» EXTRACTED RECORDS:
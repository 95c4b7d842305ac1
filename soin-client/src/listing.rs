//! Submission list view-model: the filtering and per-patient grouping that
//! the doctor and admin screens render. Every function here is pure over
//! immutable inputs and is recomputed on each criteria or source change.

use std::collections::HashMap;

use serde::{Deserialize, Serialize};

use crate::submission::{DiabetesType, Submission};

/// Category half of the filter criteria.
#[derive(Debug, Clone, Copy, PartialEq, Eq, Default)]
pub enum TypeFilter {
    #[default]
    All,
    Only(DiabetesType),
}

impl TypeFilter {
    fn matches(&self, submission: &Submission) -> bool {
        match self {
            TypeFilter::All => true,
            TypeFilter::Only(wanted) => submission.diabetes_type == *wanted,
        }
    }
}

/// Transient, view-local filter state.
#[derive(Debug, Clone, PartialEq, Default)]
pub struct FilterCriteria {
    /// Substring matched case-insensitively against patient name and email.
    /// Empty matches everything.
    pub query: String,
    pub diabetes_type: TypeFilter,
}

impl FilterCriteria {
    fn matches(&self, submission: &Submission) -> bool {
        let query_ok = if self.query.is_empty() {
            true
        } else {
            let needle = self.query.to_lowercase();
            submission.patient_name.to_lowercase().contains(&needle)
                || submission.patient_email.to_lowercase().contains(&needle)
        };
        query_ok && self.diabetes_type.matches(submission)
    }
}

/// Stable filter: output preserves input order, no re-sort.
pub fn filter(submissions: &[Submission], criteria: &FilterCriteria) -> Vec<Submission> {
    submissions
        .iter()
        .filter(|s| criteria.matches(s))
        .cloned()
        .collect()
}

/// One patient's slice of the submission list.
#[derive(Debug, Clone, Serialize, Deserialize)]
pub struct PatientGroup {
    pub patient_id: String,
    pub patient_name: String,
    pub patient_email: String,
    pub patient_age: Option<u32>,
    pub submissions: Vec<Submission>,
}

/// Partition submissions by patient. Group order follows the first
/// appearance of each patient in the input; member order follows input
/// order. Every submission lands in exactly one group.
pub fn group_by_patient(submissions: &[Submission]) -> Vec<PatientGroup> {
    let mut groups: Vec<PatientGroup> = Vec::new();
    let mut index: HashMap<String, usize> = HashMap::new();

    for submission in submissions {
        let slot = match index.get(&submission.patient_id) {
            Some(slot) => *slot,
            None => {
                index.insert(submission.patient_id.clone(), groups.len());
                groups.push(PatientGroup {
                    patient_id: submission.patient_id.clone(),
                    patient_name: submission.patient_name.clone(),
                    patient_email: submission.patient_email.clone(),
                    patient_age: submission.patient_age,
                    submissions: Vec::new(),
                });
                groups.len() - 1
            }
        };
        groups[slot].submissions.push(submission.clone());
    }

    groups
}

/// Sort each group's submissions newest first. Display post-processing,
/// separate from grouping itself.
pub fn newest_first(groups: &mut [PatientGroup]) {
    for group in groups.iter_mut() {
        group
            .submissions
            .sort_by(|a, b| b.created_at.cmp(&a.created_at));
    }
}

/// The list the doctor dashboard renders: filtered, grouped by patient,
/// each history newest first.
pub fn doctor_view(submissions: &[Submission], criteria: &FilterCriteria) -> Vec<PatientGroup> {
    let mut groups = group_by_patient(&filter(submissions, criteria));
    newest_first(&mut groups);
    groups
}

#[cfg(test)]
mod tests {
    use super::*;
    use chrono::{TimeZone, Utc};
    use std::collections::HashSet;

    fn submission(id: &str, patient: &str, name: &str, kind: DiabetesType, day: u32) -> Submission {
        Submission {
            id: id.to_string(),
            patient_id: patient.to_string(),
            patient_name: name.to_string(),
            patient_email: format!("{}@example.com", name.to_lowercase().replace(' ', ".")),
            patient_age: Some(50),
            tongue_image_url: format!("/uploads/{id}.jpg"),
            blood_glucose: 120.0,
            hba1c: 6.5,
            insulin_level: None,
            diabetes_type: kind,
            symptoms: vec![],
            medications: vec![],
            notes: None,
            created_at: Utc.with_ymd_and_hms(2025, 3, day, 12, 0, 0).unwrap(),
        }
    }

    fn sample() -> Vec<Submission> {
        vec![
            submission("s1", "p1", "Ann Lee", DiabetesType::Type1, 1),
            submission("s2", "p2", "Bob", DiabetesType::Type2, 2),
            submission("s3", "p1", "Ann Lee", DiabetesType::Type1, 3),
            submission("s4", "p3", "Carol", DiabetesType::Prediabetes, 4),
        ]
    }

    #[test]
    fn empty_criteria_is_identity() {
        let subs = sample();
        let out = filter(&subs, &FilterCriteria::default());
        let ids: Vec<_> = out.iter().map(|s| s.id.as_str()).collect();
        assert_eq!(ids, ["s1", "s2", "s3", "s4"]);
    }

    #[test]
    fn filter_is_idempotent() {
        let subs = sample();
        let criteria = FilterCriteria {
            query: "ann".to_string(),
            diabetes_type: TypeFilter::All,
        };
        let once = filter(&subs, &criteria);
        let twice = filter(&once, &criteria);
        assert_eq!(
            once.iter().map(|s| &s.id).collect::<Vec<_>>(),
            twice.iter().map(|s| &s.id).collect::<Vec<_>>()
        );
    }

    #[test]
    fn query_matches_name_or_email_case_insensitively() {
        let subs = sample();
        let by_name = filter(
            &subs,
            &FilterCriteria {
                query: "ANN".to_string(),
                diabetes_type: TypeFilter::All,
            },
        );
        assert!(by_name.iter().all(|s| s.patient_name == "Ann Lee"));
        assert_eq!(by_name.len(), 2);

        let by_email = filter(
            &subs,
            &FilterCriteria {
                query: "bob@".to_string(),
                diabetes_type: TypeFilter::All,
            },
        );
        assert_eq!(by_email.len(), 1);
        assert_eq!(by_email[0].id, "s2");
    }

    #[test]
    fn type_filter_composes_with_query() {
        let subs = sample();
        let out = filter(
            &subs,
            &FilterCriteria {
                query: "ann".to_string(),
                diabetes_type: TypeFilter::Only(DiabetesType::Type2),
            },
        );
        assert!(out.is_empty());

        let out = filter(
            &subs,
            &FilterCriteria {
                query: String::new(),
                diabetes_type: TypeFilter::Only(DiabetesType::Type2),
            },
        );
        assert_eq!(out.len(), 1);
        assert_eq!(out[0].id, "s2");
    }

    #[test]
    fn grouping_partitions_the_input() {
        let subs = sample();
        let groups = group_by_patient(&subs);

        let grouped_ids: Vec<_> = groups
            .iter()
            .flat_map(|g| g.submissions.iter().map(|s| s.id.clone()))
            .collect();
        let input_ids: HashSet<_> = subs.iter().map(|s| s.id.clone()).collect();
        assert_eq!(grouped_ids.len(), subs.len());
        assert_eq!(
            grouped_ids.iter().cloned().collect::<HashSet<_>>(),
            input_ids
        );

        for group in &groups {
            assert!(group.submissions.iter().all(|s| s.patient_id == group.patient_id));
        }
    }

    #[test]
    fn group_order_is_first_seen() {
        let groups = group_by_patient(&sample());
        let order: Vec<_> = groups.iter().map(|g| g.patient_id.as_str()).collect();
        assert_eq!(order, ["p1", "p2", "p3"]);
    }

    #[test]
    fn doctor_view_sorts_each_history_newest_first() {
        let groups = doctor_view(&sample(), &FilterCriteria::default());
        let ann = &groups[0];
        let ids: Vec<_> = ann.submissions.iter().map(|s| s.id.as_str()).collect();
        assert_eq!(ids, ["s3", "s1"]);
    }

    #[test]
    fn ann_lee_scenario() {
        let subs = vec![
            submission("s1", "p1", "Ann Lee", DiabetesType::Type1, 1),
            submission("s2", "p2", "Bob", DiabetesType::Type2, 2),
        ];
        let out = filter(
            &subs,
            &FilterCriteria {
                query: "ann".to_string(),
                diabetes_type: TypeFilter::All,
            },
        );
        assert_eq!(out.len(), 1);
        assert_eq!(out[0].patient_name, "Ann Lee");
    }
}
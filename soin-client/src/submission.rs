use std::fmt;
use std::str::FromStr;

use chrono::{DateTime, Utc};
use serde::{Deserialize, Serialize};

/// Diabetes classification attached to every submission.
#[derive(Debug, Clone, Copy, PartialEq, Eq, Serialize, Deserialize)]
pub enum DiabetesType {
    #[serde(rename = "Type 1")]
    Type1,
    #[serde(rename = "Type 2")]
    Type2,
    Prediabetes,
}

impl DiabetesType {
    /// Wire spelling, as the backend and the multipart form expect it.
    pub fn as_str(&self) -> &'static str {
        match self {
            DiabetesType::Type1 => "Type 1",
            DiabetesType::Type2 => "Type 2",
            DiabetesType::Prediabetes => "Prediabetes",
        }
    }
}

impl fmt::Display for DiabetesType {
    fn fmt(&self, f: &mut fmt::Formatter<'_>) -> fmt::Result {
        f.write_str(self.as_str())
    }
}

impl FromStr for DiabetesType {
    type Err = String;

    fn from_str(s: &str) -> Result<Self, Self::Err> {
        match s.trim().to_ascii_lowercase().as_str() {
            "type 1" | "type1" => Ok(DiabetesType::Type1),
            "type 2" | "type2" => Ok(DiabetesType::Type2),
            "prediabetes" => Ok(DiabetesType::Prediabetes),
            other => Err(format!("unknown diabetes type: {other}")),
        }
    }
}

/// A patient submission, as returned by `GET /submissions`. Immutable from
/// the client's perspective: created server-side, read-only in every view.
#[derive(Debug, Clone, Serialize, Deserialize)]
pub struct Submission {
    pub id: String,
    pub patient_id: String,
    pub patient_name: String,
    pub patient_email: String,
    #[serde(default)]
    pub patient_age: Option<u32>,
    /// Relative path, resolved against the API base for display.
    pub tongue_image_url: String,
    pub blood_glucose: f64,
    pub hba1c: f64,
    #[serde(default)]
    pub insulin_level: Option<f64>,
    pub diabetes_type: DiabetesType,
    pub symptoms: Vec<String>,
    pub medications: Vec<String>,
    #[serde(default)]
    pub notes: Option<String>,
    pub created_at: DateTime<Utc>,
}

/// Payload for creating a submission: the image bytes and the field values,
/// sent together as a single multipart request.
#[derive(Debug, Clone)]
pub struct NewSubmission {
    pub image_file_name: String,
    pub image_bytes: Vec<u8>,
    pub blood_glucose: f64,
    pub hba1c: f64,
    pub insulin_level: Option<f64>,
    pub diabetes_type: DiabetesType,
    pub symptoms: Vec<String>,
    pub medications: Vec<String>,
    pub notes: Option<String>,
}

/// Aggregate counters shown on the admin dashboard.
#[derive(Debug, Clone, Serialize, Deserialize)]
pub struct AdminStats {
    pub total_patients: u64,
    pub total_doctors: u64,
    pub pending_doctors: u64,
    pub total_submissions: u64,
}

» WORK ORDER: Output must consist only of the listing's lines from the first through the line with "use std::collections::HashMap;", reproduced word for word.

» TASK ANSWER:
repository 95c4b7d842305ac1
filename soin-client/src/listing.rs
//! Submission list view-model: the filtering and per-patient grouping that
//! the doctor and admin screens render. Every function here is pure over
//! immutable inputs and is recomputed on each criteria or source change.

use std::collections::HashMap;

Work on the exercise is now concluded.